Task details —
Write out, unaltered, each line from the top of the records below down to the line where "the engine depends" appears, that line included.

Saved data entries

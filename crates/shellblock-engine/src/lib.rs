//! # shellblock-engine
//!
//! Block recognition for shellblock.
//!
//! This crate provides:
//! - The boundary marker protocol (encoding, decoding, violations)
//! - A streaming segmentation engine that turns marker-annotated shell
//!   output into an ordered list of command and output blocks
//! - A bounded block store with FIFO eviction
//! - Plain-text extraction for reading block content
//!
//! Nothing here knows about processes, PTYs or shells: the engine depends
//! only on the marker grammar.
//!
//! ## Architecture
//!
//! This is Layer 1 in the architecture - it depends on shellblock-core
//! and is driven by shellblock-session.

#![warn(missing_docs)]
#![warn(clippy::all)]

pub mod marker;
pub mod render;
pub mod segmenter;
pub mod store;

// Re-export commonly used types
pub use marker::{Marker, MarkerCodec, MarkerKind, ProtocolViolation};
pub use segmenter::{SegmentEvent, Segmenter};
pub use store::{BlockStore, StoreLimits};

Output of the task —
filename crates/shellblock-engine/src/lib.rs
//! # shellblock-engine
//!
//! Block recognition for shellblock.
//!
//! This crate provides:
//! - The boundary marker protocol (encoding, decoding, violations)
//! - A streaming segmentation engine that turns marker-annotated shell
//!   output into an ordered list of command and output blocks
//! - A bounded block store with FIFO eviction
//! - Plain-text extraction for reading block content
//!
//! Nothing here knows about processes, PTYs or shells: the engine depends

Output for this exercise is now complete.